Vitamin C Deficiency Inhibits Nonalcoholic Fatty Liver Disease Progression through Impaired de Novo Lipogenesis

Abstract

Despite the increasing clinical importance of nonalcoholic fatty liver disease (NAFLD), little is known about its underlying pathogenesis or specific treatment. The senescence marker protein 30 (SMP30), which regulates the biosynthesis of vitamin C (VC) in many mammals, except primates and humans, was recently recognized as a gluconolactonase. However, the precise relation between VC and lipid metabolism in NAFLD is not completely understood. Therefore, this study aimed to clearly reveal the role of VC in NAFLD progression.
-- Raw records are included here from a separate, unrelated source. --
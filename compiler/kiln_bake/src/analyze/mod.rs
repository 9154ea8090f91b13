//! Analyzing processor.
//!
//! One traversal of everything a root type pulls in:
//!
//! 1. the class chain (class roots only), root first;
//! 2. the interface closure, in breadth-first discovery order with generic
//!    arguments substituted along the way;
//! 3. every mix-in a visited type declares, whose own base interfaces and
//!    mix-ins are traversed in turn.
//!
//! Re-visits are no-ops, so an interface and the mix-in implementing it may
//! refer to each other. The implementation map is then built over the
//! result and every member is planned. Mix-ins reached through declarations
//! are public: their interfaces are part of the baked type. Mix-ins that
//! only an implementation type asks for are private.

use std::collections::VecDeque;

use kiln_ir::TypeKey;
use kiln_types::{BakeError, ImplementationMap, SignatureAnalyzer, TypeRef, TypeRegistry};
use rustc_hash::FxHashSet;

use crate::plan::{MemberDecl, MemberPlan, Planner};
use crate::BakeryConfig;

/// Everything the building pass needs to know about a root type.
#[derive(Debug)]
pub struct Analysis {
    pub root: TypeRef,
    /// Class chain, most derived first; empty for interface roots.
    pub classes: Vec<TypeRef>,
    /// Implemented interfaces in discovery order.
    pub interfaces: Vec<TypeRef>,
    pub public_mixins: Vec<TypeKey>,
    pub private_mixins: Vec<TypeKey>,
    pub map: ImplementationMap,
    /// One plan per dispatched member, in owner order.
    pub plans: Vec<MemberPlan>,
}

impl Analysis {
    /// Member owners in dispatch order: classes, then interfaces.
    pub fn owners(&self) -> impl Iterator<Item = &TypeRef> {
        self.classes.iter().chain(&self.interfaces)
    }
}

enum Visit {
    Interface(TypeRef),
    Mixin(TypeKey),
}

/// Analyze `root` for baking.
///
/// # Errors
///
/// Mapping errors (missing or ambiguous implementations) and planning
/// errors (unreadable properties, conflicting accessors, shape mismatches,
/// invalid implementation types).
#[tracing::instrument(level = "debug", skip_all, fields(root = registry.name_of(root)))]
pub fn analyze(
    registry: &TypeRegistry,
    analyzer: &SignatureAnalyzer,
    config: &BakeryConfig,
    root: TypeKey,
) -> Result<Analysis, BakeError> {
    let root_def = registry.type_def(root)?;
    if root_def.is_mixin() {
        return Err(BakeError::internal(format!(
            "`{}` is a mix-in and cannot be baked",
            registry.name_of(root)
        )));
    }
    let root = TypeRef::plain(root);

    let mut queue = VecDeque::new();
    let mut classes = Vec::new();
    if root_def.is_class() {
        let mut seen = FxHashSet::default();
        let mut current = Some(root.clone());
        while let Some(class) = current.take() {
            if !seen.insert(class.key) {
                break;
            }
            let def = registry.type_def(class.key)?;
            for base in &def.bases {
                queue.push_back(Visit::Interface(base.substitute(&class.args)));
            }
            for mixin in &def.mixins {
                queue.push_back(Visit::Mixin(*mixin));
            }
            current = def.base_class.as_ref().map(|b| b.substitute(&class.args));
            classes.push(class);
        }
    } else {
        queue.push_back(Visit::Interface(root.clone()));
    }

    let mut interfaces: Vec<TypeRef> = Vec::new();
    let mut public_mixins: Vec<TypeKey> = Vec::new();
    while let Some(visit) = queue.pop_front() {
        match visit {
            Visit::Interface(ty) => {
                if interfaces.contains(&ty) {
                    continue;
                }
                let def = registry.type_def(ty.key)?;
                for base in &def.bases {
                    queue.push_back(Visit::Interface(base.substitute(&ty.args)));
                }
                for mixin in &def.mixins {
                    queue.push_back(Visit::Mixin(*mixin));
                }
                interfaces.push(ty);
            }
            Visit::Mixin(key) => {
                if public_mixins.contains(&key) {
                    continue;
                }
                let def = registry.type_def(key)?;
                for base in &def.bases {
                    queue.push_back(Visit::Interface(base.clone()));
                }
                for mixin in &def.mixins {
                    queue.push_back(Visit::Mixin(*mixin));
                }
                public_mixins.push(key);
            }
        }
    }

    let owners: Vec<TypeRef> = classes.iter().chain(&interfaces).cloned().collect();
    let map = ImplementationMap::build(registry, analyzer, &owners, &public_mixins)?;

    let mut planner = Planner::new(registry, config, &map);
    let mut plans = Vec::new();
    let mut private_mixins = Vec::new();
    for owner in &owners {
        for member in MemberDecl::all_of(registry, owner.key)? {
            let Some(plan) = planner.plan(owner, member)? else {
                continue;
            };
            if let Some(mixin) = plan.generator.mixin() {
                if !public_mixins.contains(&mixin) && !private_mixins.contains(&mixin) {
                    private_mixins.push(mixin);
                }
            }
            plans.push(plan);
        }
    }
    drop(planner);

    tracing::debug!(
        classes = classes.len(),
        interfaces = interfaces.len(),
        public_mixins = public_mixins.len(),
        private_mixins = private_mixins.len(),
        members = plans.len(),
        "analysis complete"
    );
    Ok(Analysis {
        root,
        classes,
        interfaces,
        public_mixins,
        private_mixins,
        map,
        plans,
    })
}
impl Synthesizer<'_> {
    fn accessor(&self, plan: &MemberPlan, slot: MethodSlot) -> Result<Accessor, BakeError> {
        let method = MethodRef {
            owner: plan.owner.clone(),
            slot,
        };
        let facts = self.analyzer.analyze(self.registry, &method)?;
        let kind = match slot {
            MethodSlot::Getter(_) => AccessorKind::Get,
            MethodSlot::Setter(_) => AccessorKind::Set,
            MethodSlot::Adder(_) => AccessorKind::Add,
            MethodSlot::Remover(_) => AccessorKind::Remove,
            MethodSlot::Method(_) => AccessorKind::Call,
        };
        let arity = u32::try_from(facts.identity.signature.params.len())
            .map_err(|_| BakeError::internal("too many parameters"))?;
        Ok(Accessor {
            kind,
            key: MemberKey::new(kind, facts.member_name, arity),
            method,
            facts,
        })
    }

    /// Claim the dispatch keys of a member's accessors.
    ///
    /// `false` when an earlier owner already defined them with the same
    /// identity (the member is then skipped); an earlier definition with a
    /// different signature is a collision.
    fn claim(&mut self, accessors: &[Accessor]) -> Result<bool, BakeError> {
        let mut fresh = true;
        for acc in accessors {
            match self.entries.get(&acc.key) {
                Some((identity, _)) if *identity == acc.facts.identity => fresh = false,
                Some((_, first)) => {
                    return Err(BakeError::MemberCollision {
                        member: acc.key.display(self.registry.interner()).to_string(),
                        first: first.clone(),
                        second: describe(&acc.facts),
                    });
                }
                None => {}
            }
        }
        if fresh {
            for acc in accessors {
                self.entries
                    .insert(acc.key, (acc.facts.identity.clone(), describe(&acc.facts)));
            }
        } else {
            tracing::trace!(member = %accessors[0].facts.qualified, "already dispatched");
        }
        Ok(fresh)
    }

    fn define(&mut self, acc: &Accessor, target: MemberTarget) {
        tracing::trace!(
            key = %acc.key.display(self.registry.interner()),
            member = %acc.facts.qualified,
            "dispatch entry"
        );
        self.baked.define(
            acc.key,
            MemberEntry {
                params: acc.params(),
                ret: acc.ret().clone(),
                target,
                qualified: acc.facts.qualified.clone(),
            },
        );
    }

    fn synthesized(&mut self, acc: &Accessor, func: BodyFunction) {
        self.define(acc, MemberTarget::Synthesized(Arc::new(func)));
    }

    fn function_name(&self, acc: &Accessor) -> String {
        format!("{}.{}", self.baked.name(), acc.facts.qualified)
    }

    fn builder_for(&self, acc: &Accessor) -> BodyBuilder {
        BodyBuilder::new(
            self.function_name(acc),
            acc.facts.member_name,
            acc.params(),
            acc.ret().clone(),
        )
    }

    /// The body implementing an accessor: its resolution's, or its own for
    /// sealed members.
    fn body_of(&mut self, acc: &Accessor) -> Result<BodyId, BakeError> {
        let analysis = self.analysis;
        let implementing = analysis
            .map
            .resolve(&acc.method)
            .and_then(|r| r.method())
            .unwrap_or(&acc.method);
        let body = self.registry.method_body(implementing).ok_or_else(|| {
            BakeError::internal(format!(
                "`{}` resolved to a method without a body",
                acc.facts.qualified
            ))
        })?;
        Ok(self.baked.add_body(body))
    }

    fn add_mixin_field(&mut self, mixin: TypeKey) -> Result<FieldId, BakeError> {
        let def = self.registry.type_def(mixin)?;
        Ok(self.baked.add_field(
            self.registry.name_of(mixin),
            FieldKind::Mixin {
                key: mixin,
                layout: def.state_layout(),
            },
        ))
    }

    /// Field of a mix-in, allocating a private one on first demand.
    fn mixin_field(&mut self, mixin: TypeKey) -> Result<FieldId, BakeError> {
        if let Some(field) = self.baked.mixin_field(mixin) {
            return Ok(field);
        }
        tracing::trace!(mixin = self.registry.name_of(mixin), "private mix-in field");
        self.add_mixin_field(mixin)
    }

    /// Close an implementation over `value_type`, give it a field, and
    /// call its `Init` hook from the constructor.
    fn storage(
        &mut self,
        member: Name,
        checked: &CheckedImplementation,
        value_type: &ValueType,
        initial: Value,
    ) -> Result<Storage, BakeError> {
        let closed = Arc::new(checked.close(value_type)?);
        let mixin = closed.mixin.map(|m| self.mixin_field(m)).transpose()?;
        let field = self.baked.add_field(
            format!("<{}>impl", self.registry.interner().lookup(member)),
            FieldKind::Implementation(Arc::clone(&closed)),
        );

        if let Some(init) = closed.hook(self.names.init) {
            let value = if init.roles.iter().any(|(role, _)| role.is_value_like()) {
                let local = self.ctor.declare_value(closed.value_type.clone());
                self.ctor.emit_const(local, initial);
                ValueSource::Local(local)
            } else {
                ValueSource::None
            };
            let args = hook_args(&mut self.ctor, init, value, &closed.value_type, None, mixin)?;
            self.ctor.emit_call_hook(None, field, self.names.init, args);
        }

        Ok(Storage {
            field,
            closed,
            mixin,
        })
    }

    /// Accessor body that calls one hook of a direct implementation.
    fn direct(
        &mut self,
        acc: &Accessor,
        storage: &Storage,
        hook_name: Name,
        value: ValueSource,
    ) -> Result<(), BakeError> {
        let hook = wrapping::required(self, &storage.closed, hook_name)?;
        let mut b = self.builder_for(acc);
        let args = hook_args(&mut b, hook, value, &storage.closed.value_type, None, storage.mixin)?;
        if acc.ret().is_void() {
            b.emit_call_hook(None, storage.field, hook_name, args);
            b.terminate_return(None);
        } else {
            let result = b.declare_value(acc.ret().clone());
            b.emit_call_hook(Some(result), storage.field, hook_name, args);
            b.terminate_return(Some(result));
        }
        let func = b.finish();
        self.synthesized(acc, func);
        Ok(())
    }

    /// Accessor body that forwards to the mix-in body implementing it.
    fn forward(&mut self, acc: &Accessor, field: FieldId) -> Result<(), BakeError> {
        let body = self.body_of(acc)?;
        let mut b = self.builder_for(acc);
        let args = arg_operands(acc.arity())?;
        let target = CallTarget::MixinBody { field, body };
        if acc.ret().is_void() {
            b.emit_call_body(None, target, args);
            b.terminate_return(None);
        } else {
            let result = b.declare_value(acc.ret().clone());
            b.emit_call_body(Some(result), target, args);
            b.terminate_return(Some(result));
        }
        let func = b.finish();
        self.synthesized(acc, func);
        Ok(())
    }

    /// Dispatch entry that runs the default body directly.
    fn default(&mut self, acc: &Accessor) -> Result<(), BakeError> {
        let body = self.body_of(acc)?;
        self.define(acc, MemberTarget::Default(body));
        Ok(())
    }

    /// Starting value for a member's `Init` hook.
    fn initial_value(&self, ty: &ValueType, not_nullable: bool) -> Value {
        if ty.is_reference() && !not_nullable {
            Value::zero(ty)
        } else {
            self.config.defaults().default_for(ty)
        }
    }
}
SMP30 knockout (KO) mice were used as a VC-deficient mouse model. To investigate the precise role of VC on lipid metabolism, 13- to 15-week-old SMP30 KO mice and wild-type mice fed a 60% high-fat diet were exposed to tap water or VC-containing water (1.5 g/L) ad libitum for 11 weeks. Primary mouse hepatocytes isolated from the SMP30 KO and wild-type mice were used to demonstrate the relation between VC and lipid metabolism in hepatocytes. Long-term VC deficiency significantly suppressed the progression of simple steatosis. The high-fat diet-fed VC-deficient SMP30 KO mice exhibited impaired sterol regulatory element-binding protein-1c activation because of excessive cholesterol accumulation in hepatocytes. Long-term VC deficiency inhibits de novo lipogenesis through impaired sterol regulatory element-binding protein-1c activation.